PROBLEM TO SOLVE:
Write each line again exactly as it is, from the opening line of the records below through the one containing "exchanged between screens.", and add nothing.

RECORDS FOR THIS EXERCISE:
___
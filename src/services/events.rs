//! Process-wide publish/subscribe channel keyed by event name.
//!
//! Publishing is synchronous: every listener currently subscribed to the
//! event is invoked in subscription order before `publish` returns. There is
//! no persistence and no replay. A panicking listener is logged and does not
//! prevent later listeners from running.

use std::collections::HashMap;
use std::panic::{catch_unwind, AssertUnwindSafe};
use std::sync::{Arc, Mutex, MutexGuard, Weak};
use strum::{AsRefStr, Display, EnumString};

/// Names of the invalidation events exchanged between screens.
#[derive(Debug, Clone, Copy, PartialEq, Eq, Hash, Display, EnumString, AsRefStr)]
#[strum(serialize_all = "kebab-case")]
pub enum EventName {
    /// A garment was added, edited or deleted.
    InventoryChanged,
    /// An outfit job completed or a garment was added.
    HomeRefresh,
    /// The stored region was edited.
    RegionChanged,
    /// The very first garment registration succeeded.
    FirstUploadDone,
}

/// An event with its payload, which is either absent or a single primitive.
#[derive(Debug, Clone, PartialEq, Eq)]
pub enum AppEvent {
    InventoryChanged,
    HomeRefresh,
    RegionChanged(String),
    FirstUploadDone,
}

impl AppEvent {
    pub fn name(&self) -> EventName {
        match self {
            AppEvent::InventoryChanged => EventName::InventoryChanged,
            AppEvent::HomeRefresh => EventName::HomeRefresh,
            AppEvent::RegionChanged(_) => EventName::RegionChanged,
            AppEvent::FirstUploadDone => EventName::FirstUploadDone,
        }
    }
}

/// Publishing side of the bus, injected into anything that mutates data.
pub trait EventSink: Send + Sync {
    fn publish(&self, event: AppEvent);
}

type Listener = Arc<dyn Fn(&AppEvent) + Send + Sync>;

#[derive(Default)]
struct Registry {
    next_id: u64,
    listeners: HashMap<EventName, Vec<(u64, Listener)>>,
}

impl Registry {
    fn remove(&mut self, name: EventName, id: u64) {
        if let Some(listeners) = self.listeners.get_mut(&name) {
            listeners.retain(|(listener_id, _)| *listener_id != id);
        }
    }
}

/// In-process event bus. Clones share the same subscriber registry.
#[derive(Clone, Default)]
pub struct EventBus {
    registry: Arc<Mutex<Registry>>,
}

impl EventBus {
    pub fn new() -> Self {
        Self::default()
    }

    /// Register `listener` for `name`.
    ///
    /// The listener stays registered until the returned [`Subscription`] is
    /// dropped or explicitly unsubscribed.
    #[must_use = "dropping the subscription unsubscribes the listener"]
    pub fn subscribe<F>(&self, name: EventName, listener: F) -> Subscription
    where
        F: Fn(&AppEvent) + Send + Sync + 'static,
    {
        let mut registry = self.lock_registry();
        let id = registry.next_id;
        registry.next_id += 1;
        registry
            .listeners
            .entry(name)
            .or_default()
            .push((id, Arc::new(listener)));

        tracing::debug!(event = %name, subscription_id = id, "Listener subscribed");

        Subscription {
            registry: Arc::downgrade(&self.registry),
            name,
            id,
            active: true,
        }
    }

    pub fn subscriber_count(&self, name: EventName) -> usize {
        self.lock_registry().listeners.get(&name).map_or(0, Vec::len)
    }

    fn lock_registry(&self) -> MutexGuard<'_, Registry> {
        match self.registry.lock() {
            Ok(registry) => registry,
            Err(poisoned) => poisoned.into_inner(),
        }
    }

    fn is_registered(&self, name: EventName, id: u64) -> bool {
        self.lock_registry()
            .listeners
            .get(&name)
            .is_some_and(|ls| ls.iter().any(|(listener_id, _)| *listener_id == id))
    }
}

impl EventSink for EventBus {
    fn publish(&self, event: AppEvent) {
        let name = event.name();
        // Snapshot under the lock so listeners may subscribe or unsubscribe
        // while being invoked.
        let listeners: Vec<(u64, Listener)> = self
            .lock_registry()
            .listeners
            .get(&name)
            .map(|ls| ls.iter().map(|(id, l)| (*id, Arc::clone(l))).collect())
            .unwrap_or_default();

        metrics::counter!("events_published_total", "event" => name.to_string()).increment(1);
        tracing::debug!(event = %name, listeners = listeners.len(), "Publishing event");

        for (id, listener) in listeners {
            // Released by an earlier listener during this publish.
            if !self.is_registered(name, id) {
                continue;
            }
            if catch_unwind(AssertUnwindSafe(|| listener(&event))).is_err() {
                tracing::error!(event = %name, "Event listener panicked");
            }
        }
    }
}

/// Scoped registration of one listener.
///
/// Holds only a weak back-reference to the bus; dropping it removes the
/// listener, so release happens on every exit path.
pub struct Subscription {
    registry: Weak<Mutex<Registry>>,
    name: EventName,
    id: u64,
    active: bool,
}

impl Subscription {
    pub fn event(&self) -> EventName {
        self.name
    }

    pub fn unsubscribe(mut self) {
        self.release();
    }

    fn release(&mut self) {
        if !self.active {
            return;
        }
        self.active = false;
        if let Some(registry) = self.registry.upgrade() {
            let mut registry = match registry.lock() {
                Ok(registry) => registry,
                Err(poisoned) => poisoned.into_inner(),
            };
            registry.remove(self.name, self.id);
            tracing::debug!(event = %self.name, subscription_id = self.id, "Listener unsubscribed");
        }
    }
}

impl Drop for Subscription {
    fn drop(&mut self) {
        self.release();
    }
}
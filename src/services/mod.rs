pub mod api;
pub mod cache;
pub mod clock;
pub mod events;
pub mod guides;
pub mod identity;
pub mod poller;
pub mod store;
use std::collections::BTreeMap;
use std::path::{Path, PathBuf};
use std::sync::{Arc, Mutex};

/// Durable key/value storage with process-independent lifetime.
///
/// Keys are plain strings and values are JSON documents. There are no
/// transactions beyond `clear`, which removes every key at once.
pub trait KeyValueStore: Send + Sync {
    fn get(&self, key: &str) -> Result<Option<String>, StoreError>;

    fn set(&self, key: &str, value: String) -> Result<(), StoreError>;

    fn remove(&self, key: &str) -> Result<(), StoreError>;

    /// Reset all local state.
    fn clear(&self) -> Result<(), StoreError>;
}

/// Store persisted as a single JSON object on disk.
///
/// Every mutation rewrites the file through a temporary sibling and a
/// rename, so a crash leaves either the old or the new document.
pub struct FileStore {
    path: PathBuf,
    entries: Mutex<BTreeMap<String, String>>,
}

impl FileStore {
    pub fn open(path: impl AsRef<Path>) -> Result<Self, StoreError> {
        let path = path.as_ref().to_path_buf();
        let entries = match std::fs::read_to_string(&path) {
            Ok(raw) => match serde_json::from_str(&raw) {
                Ok(entries) => entries,
                Err(e) => {
                    tracing::warn!(path = %path.display(), error = %e, "Store file unreadable, starting empty");
                    BTreeMap::new()
                }
            },
            Err(e) if e.kind() == std::io::ErrorKind::NotFound => BTreeMap::new(),
            Err(e) => return Err(StoreError::Io(e)),
        };

        Ok(Self {
            path,
            entries: Mutex::new(entries),
        })
    }

    fn persist(&self, entries: &BTreeMap<String, String>) -> Result<(), StoreError> {
        let document = serde_json::to_vec(entries).map_err(StoreError::Serialize)?;
        let tmp = self.path.with_extension("tmp");
        std::fs::write(&tmp, document).map_err(StoreError::Io)?;
        std::fs::rename(&tmp, &self.path).map_err(StoreError::Io)?;
        Ok(())
    }

    fn lock(&self) -> Result<std::sync::MutexGuard<'_, BTreeMap<String, String>>, StoreError> {
        self.entries.lock().map_err(|_| StoreError::Poisoned)
    }
}

impl KeyValueStore for FileStore {
    fn get(&self, key: &str) -> Result<Option<String>, StoreError> {
        Ok(self.lock()?.get(key).cloned())
    }

    fn set(&self, key: &str, value: String) -> Result<(), StoreError> {
        let mut entries = self.lock()?;
        entries.insert(key.to_string(), value);
        self.persist(&entries)
    }

    fn remove(&self, key: &str) -> Result<(), StoreError> {
        let mut entries = self.lock()?;
        if entries.remove(key).is_some() {
            self.persist(&entries)?;
        }
        Ok(())
    }

    fn clear(&self) -> Result<(), StoreError> {
        let mut entries = self.lock()?;
        entries.clear();
        self.persist(&entries)
    }
}

/// In-memory store for tests and ephemeral sessions.
#[derive(Default)]
pub struct MemoryStore {
    entries: Mutex<BTreeMap<String, String>>,
}

impl MemoryStore {
    pub fn new() -> Self {
        Self::default()
    }

    pub fn len(&self) -> usize {
        self.entries.lock().map(|e| e.len()).unwrap_or(0)
    }

    pub fn is_empty(&self) -> bool {
        self.len() == 0
    }
}

impl KeyValueStore for MemoryStore {
    fn get(&self, key: &str) -> Result<Option<String>, StoreError> {
        let entries = self.entries.lock().map_err(|_| StoreError::Poisoned)?;
        Ok(entries.get(key).cloned())
    }

    fn set(&self, key: &str, value: String) -> Result<(), StoreError> {
        let mut entries = self.entries.lock().map_err(|_| StoreError::Poisoned)?;
        entries.insert(key.to_string(), value);
        Ok(())
    }

    fn remove(&self, key: &str) -> Result<(), StoreError> {
        let mut entries = self.entries.lock().map_err(|_| StoreError::Poisoned)?;
        entries.remove(key);
        Ok(())
    }

    fn clear(&self) -> Result<(), StoreError> {
        let mut entries = self.entries.lock().map_err(|_| StoreError::Poisoned)?;
        entries.clear();
        Ok(())
    }
}

/// Durable booleans (onboarding "seen" markers and the like), kept apart
/// from staleness-tagged cache entries even though both share one store.
#[derive(Clone)]
pub struct FlagStore {
    store: Arc<dyn KeyValueStore>,
}

impl FlagStore {
    pub fn new(store: Arc<dyn KeyValueStore>) -> Self {
        Self { store }
    }

    /// Read a flag. Storage failures read as "unset".
    pub fn is_set(&self, name: &str) -> bool {
        match self.store.get(name) {
            Ok(value) => value.is_some(),
            Err(e) => {
                tracing::warn!(flag = name, error = %e, "Flag read failed, treating as unset");
                false
            }
        }
    }

    pub fn set(&self, name: &str) -> Result<(), StoreError> {
        self.store.set(name, "true".to_string())
    }
}

#[derive(Debug, thiserror::Error)]
pub enum StoreError {
    #[error("Store I/O failed: {0}")]
    Io(#[from] std::io::Error),

    #[error("Store serialization failed: {0}")]
    Serialize(#[from] serde_json::Error),

    #[error("Store lock poisoned")]
    Poisoned,
}

#[cfg(test)]
mod tests {
    use super::*;

    #[test]
    fn test_file_store_survives_reopen() {
        let dir = tempfile::tempdir().unwrap();
        let path = dir.path().join("store.json");

        let store = FileStore::open(&path).unwrap();
        store.set("WEATHER_CACHE", "{\"a\":1}".to_string()).unwrap();
        drop(store);

        let reopened = FileStore::open(&path).unwrap();
        assert_eq!(reopened.get("WEATHER_CACHE").unwrap().as_deref(), Some("{\"a\":1}"));
    }

    #[test]
    fn test_file_store_clear_removes_everything() {
        let dir = tempfile::tempdir().unwrap();
        let path = dir.path().join("store.json");

        let store = FileStore::open(&path).unwrap();
        store.set("a", "1".to_string()).unwrap();
        store.set("b", "2".to_string()).unwrap();
        store.clear().unwrap();

        let reopened = FileStore::open(&path).unwrap();
        assert!(reopened.get("a").unwrap().is_none());
        assert!(reopened.get("b").unwrap().is_none());
    }

    #[test]
    fn test_corrupt_file_opens_empty() {
        let dir = tempfile::tempdir().unwrap();
        let path = dir.path().join("store.json");
        std::fs::write(&path, "not json").unwrap();

        let store = FileStore::open(&path).unwrap();
        assert!(store.get("anything").unwrap().is_none());
    }

    #[test]
    fn test_flags() {
        let flags = FlagStore::new(Arc::new(MemoryStore::new()));
        assert!(!flags.is_set("HAS_SEEN_CLOSET_GUIDE"));
        flags.set("HAS_SEEN_CLOSET_GUIDE").unwrap();
        assert!(flags.is_set("HAS_SEEN_CLOSET_GUIDE"));
    }
}
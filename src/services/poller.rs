//! Job lifecycle driver.
//!
//! A [`JobRunner`] starts server-side jobs and hands back one [`JobPoller`]
//! per job. The poller checks job status on a fixed per-kind interval until
//! the backend reports a terminal state, the overall timeout elapses, or the
//! owner cancels it.
//!
//! ```text
//! NotStarted --start ok--> Processing --COMPLETED--> Completed
//!                          Processing --FAILED/timeout--> Failed
//!                          Processing --cancel--> NotStarted (no callback)
//! ```
//!
//! Status checks within one poller are strictly sequential: the next tick is
//! not taken until the previous response (or its transport timeout) has been
//! handled. Exactly one of `on_complete` / `on_failed` fires per job, and
//! neither fires once `cancel` has been called.

use std::collections::HashSet;
use std::sync::{Arc, Mutex, MutexGuard};
use std::time::Duration;
use tokio::task::JoinHandle;
use tokio::time::{interval_at, Instant, MissedTickBehavior};

use crate::models::job::{
    Job, JobId, JobKind, JobKindConfig, JobOutput, JobRequest, JobSettings, JobState, OwnerKey,
    RemoteState,
};
use crate::services::api::JobBackend;

const TIMEOUT_REASON: &str = "timeout";
const DEFAULT_FAILURE_REASON: &str = "job failed";
const MIN_POLL_INTERVAL: Duration = Duration::from_millis(100);

/// Terminal-state callbacks; exactly one of them is invoked, at most once.
pub struct JobCallbacks {
    on_complete: Box<dyn FnOnce(JobOutput) + Send + 'static>,
    on_failed: Box<dyn FnOnce(String) + Send + 'static>,
}

impl JobCallbacks {
    pub fn new<C, F>(on_complete: C, on_failed: F) -> Self
    where
        C: FnOnce(JobOutput) + Send + 'static,
        F: FnOnce(String) + Send + 'static,
    {
        Self {
            on_complete: Box::new(on_complete),
            on_failed: Box::new(on_failed),
        }
    }

    /// Run `hook` right after `on_complete`; failures are left untouched.
    pub fn after_complete<H>(self, hook: H) -> Self
    where
        H: FnOnce() + Send + 'static,
    {
        let JobCallbacks { on_complete, on_failed } = self;
        Self {
            on_complete: Box::new(move |output| {
                on_complete(output);
                hook();
            }),
            on_failed,
        }
    }
}

/// Registry enforcing at most one in-flight job per (kind, owner).
#[derive(Clone, Default)]
pub struct InFlightJobs {
    slots: Arc<Mutex<HashSet<(JobKind, OwnerKey)>>>,
}

impl InFlightJobs {
    fn claim(&self, kind: JobKind, owner: &OwnerKey) -> Option<InFlightSlot> {
        let mut slots = lock(&self.slots);
        if slots.insert((kind, owner.clone())) {
            Some(InFlightSlot {
                jobs: self.clone(),
                kind,
                owner: owner.clone(),
            })
        } else {
            None
        }
    }

    pub fn is_in_flight(&self, kind: JobKind, owner: &OwnerKey) -> bool {
        lock(&self.slots).contains(&(kind, owner.clone()))
    }
}

/// Claimed registry slot, released on drop.
struct InFlightSlot {
    jobs: InFlightJobs,
    kind: JobKind,
    owner: OwnerKey,
}

impl Drop for InFlightSlot {
    fn drop(&mut self) {
        lock(&self.jobs.slots).remove(&(self.kind, self.owner.clone()));
    }
}

struct Shared {
    job: Job,
    callbacks: Option<JobCallbacks>,
    slot: Option<InFlightSlot>,
}

fn lock<T>(mutex: &Mutex<T>) -> MutexGuard<'_, T> {
    match mutex.lock() {
        Ok(guard) => guard,
        Err(poisoned) => poisoned.into_inner(),
    }
}

/// Starts jobs against a backend with per-kind polling configuration.
#[derive(Clone)]
pub struct JobRunner {
    backend: Arc<dyn JobBackend>,
    settings: JobSettings,
    in_flight: InFlightJobs,
}

impl JobRunner {
    pub fn new(backend: Arc<dyn JobBackend>, settings: JobSettings) -> Self {
        Self {
            backend,
            settings,
            in_flight: InFlightJobs::default(),
        }
    }

    pub fn settings(&self) -> &JobSettings {
        &self.settings
    }

    pub fn in_flight(&self) -> &InFlightJobs {
        &self.in_flight
    }

    /// Begin a job and arm its status timer.
    ///
    /// Fails without polling when another job of the same kind is in flight
    /// for `owner`, or when the backend's begin call errors.
    pub async fn start(
        &self,
        owner: OwnerKey,
        request: JobRequest,
        callbacks: JobCallbacks,
    ) -> Result<JobPoller, JobError> {
        let kind = request.kind();
        let slot = self
            .in_flight
            .claim(kind, &owner)
            .ok_or_else(|| JobError::AlreadyInFlight { kind, owner: owner.clone() })?;

        let job_id = match self.backend.begin(&owner, &request).await {
            Ok(job_id) => job_id,
            Err(e) => {
                tracing::warn!(kind = %kind, owner = %owner, error = %e, "Job start failed");
                return Err(JobError::StartFailed { kind, reason: e.message() });
            }
        };

        metrics::counter!("jobs_started_total", "kind" => kind.to_string()).increment(1);
        tracing::info!(kind = %kind, job_id = %job_id, "Job started, polling for status");

        let shared = Arc::new(Mutex::new(Shared {
            job: Job {
                job_id: job_id.clone(),
                kind,
                state: JobState::Processing,
                result: None,
                failure_reason: None,
            },
            callbacks: Some(callbacks),
            slot: Some(slot),
        }));

        let task = tokio::spawn(poll_until_terminal(
            Arc::clone(&self.backend),
            self.settings.config_for(kind),
            self.settings.timeout,
            owner,
            job_id,
            Arc::clone(&shared),
        ));

        Ok(JobPoller { shared, task })
    }
}

/// Handle to one job in flight.
///
/// Dropping the handle cancels the job, so the owning context must keep it
/// alive for as long as it wants the result.
#[must_use = "dropping a JobPoller cancels the job"]
pub struct JobPoller {
    shared: Arc<Mutex<Shared>>,
    task: JoinHandle<()>,
}

impl std::fmt::Debug for JobPoller {
    fn fmt(&self, f: &mut std::fmt::Formatter<'_>) -> std::fmt::Result {
        f.debug_struct("JobPoller")
            .field("job", &lock(&self.shared).job)
            .finish_non_exhaustive()
    }
}

impl JobPoller {
    pub fn state(&self) -> JobState {
        lock(&self.shared).job.state
    }

    pub fn job_id(&self) -> JobId {
        lock(&self.shared).job.job_id.clone()
    }

    pub fn snapshot(&self) -> Job {
        lock(&self.shared).job.clone()
    }

    /// Disarm the timer. No callback fires afterwards. Safe to call
    /// repeatedly or after a terminal state.
    pub fn cancel(&self) {
        {
            let mut shared = lock(&self.shared);
            if shared.job.state == JobState::Processing {
                shared.job.state = JobState::NotStarted;
                shared.callbacks = None;
                shared.slot = None;
                tracing::info!(kind = %shared.job.kind, job_id = %shared.job.job_id, "Job polling cancelled");
            }
        }
        self.task.abort();
    }
}

impl Drop for JobPoller {
    fn drop(&mut self) {
        self.cancel();
    }
}

enum Outcome {
    Completed(JobOutput),
    Failed(String),
}

async fn poll_until_terminal(
    backend: Arc<dyn JobBackend>,
    config: JobKindConfig,
    timeout: Duration,
    owner: OwnerKey,
    job_id: JobId,
    shared: Arc<Mutex<Shared>>,
) {
    let kind = config.kind;
    let period = config.poll_interval.max(MIN_POLL_INTERVAL);
    let started = Instant::now();
    let mut ticker = interval_at(started + period, period);
    ticker.set_missed_tick_behavior(MissedTickBehavior::Delay);

    loop {
        ticker.tick().await;

        if lock(&shared).job.state != JobState::Processing {
            return;
        }

        if started.elapsed() >= timeout {
            tracing::warn!(kind = %kind, job_id = %job_id, timeout_secs = timeout.as_secs(), "Job timed out");
            finish(&shared, Outcome::Failed(TIMEOUT_REASON.to_string()));
            return;
        }

        let report = match backend.status(&owner, kind, &job_id).await {
            Ok(report) => report,
            Err(e) => {
                metrics::counter!("job_poll_errors_total", "kind" => kind.to_string()).increment(1);
                tracing::warn!(kind = %kind, job_id = %job_id, error = %e, "Status check failed, will retry");
                continue;
            }
        };

        tracing::debug!(kind = %kind, job_id = %job_id, state = ?report.state, "Polled job status");

        match (report.state, report.output) {
            (RemoteState::Completed, Some(output)) => {
                finish(&shared, Outcome::Completed(output));
                return;
            }
            (RemoteState::Completed, None) => {
                tracing::warn!(kind = %kind, job_id = %job_id, "Completed status without result, will retry");
            }
            (RemoteState::Failed, _) => {
                let reason = report
                    .failure_reason
                    .unwrap_or_else(|| DEFAULT_FAILURE_REASON.to_string());
                finish(&shared, Outcome::Failed(reason));
                return;
            }
            (RemoteState::Processing | RemoteState::Idle, _) => {}
        }
    }
}

/// Move to a terminal state and fire the matching callback, unless the job
/// was cancelled in the meantime.
fn finish(shared: &Mutex<Shared>, outcome: Outcome) {
    let (callbacks, slot, kind, job_id) = {
        let mut shared = lock(shared);
        if shared.job.state != JobState::Processing {
            return;
        }
        match &outcome {
            Outcome::Completed(output) => {
                shared.job.state = JobState::Completed;
                shared.job.result = Some(output.clone());
            }
            Outcome::Failed(reason) => {
                shared.job.state = JobState::Failed;
                shared.job.failure_reason = Some(reason.clone());
            }
        }
        (
            shared.callbacks.take(),
            shared.slot.take(),
            shared.job.kind,
            shared.job.job_id.clone(),
        )
    };
    drop(slot);

    let Some(callbacks) = callbacks else {
        return;
    };

    match outcome {
        Outcome::Completed(output) => {
            metrics::counter!("jobs_completed_total", "kind" => kind.to_string()).increment(1);
            tracing::info!(kind = %kind, job_id = %job_id, "Job completed");
            (callbacks.on_complete)(output);
        }
        Outcome::Failed(reason) => {
            metrics::counter!("jobs_failed_total", "kind" => kind.to_string()).increment(1);
            tracing::warn!(kind = %kind, job_id = %job_id, reason = %reason, "Job failed");
            (callbacks.on_failed)(reason);
        }
    }
}

#[derive(Debug, thiserror::Error)]
pub enum JobError {
    #[error("Could not start {kind} job: {reason}")]
    StartFailed { kind: JobKind, reason: String },

    #[error("A {kind} job is already in flight for {owner}")]
    AlreadyInFlight { kind: JobKind, owner: OwnerKey },
}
___
RESPONSE BOX:
filename src/services/events.rs
//! Process-wide publish/subscribe channel keyed by event name.
//!
//! Publishing is synchronous: every listener currently subscribed to the
//! event is invoked in subscription order before `publish` returns. There is
//! no persistence and no replay. A panicking listener is logged and does not
//! prevent later listeners from running.

use std::collections::HashMap;
use std::panic::{catch_unwind, AssertUnwindSafe};
use std::sync::{Arc, Mutex, MutexGuard, Weak};
use strum::{AsRefStr, Display, EnumString};

/// Names of the invalidation events exchanged between screens.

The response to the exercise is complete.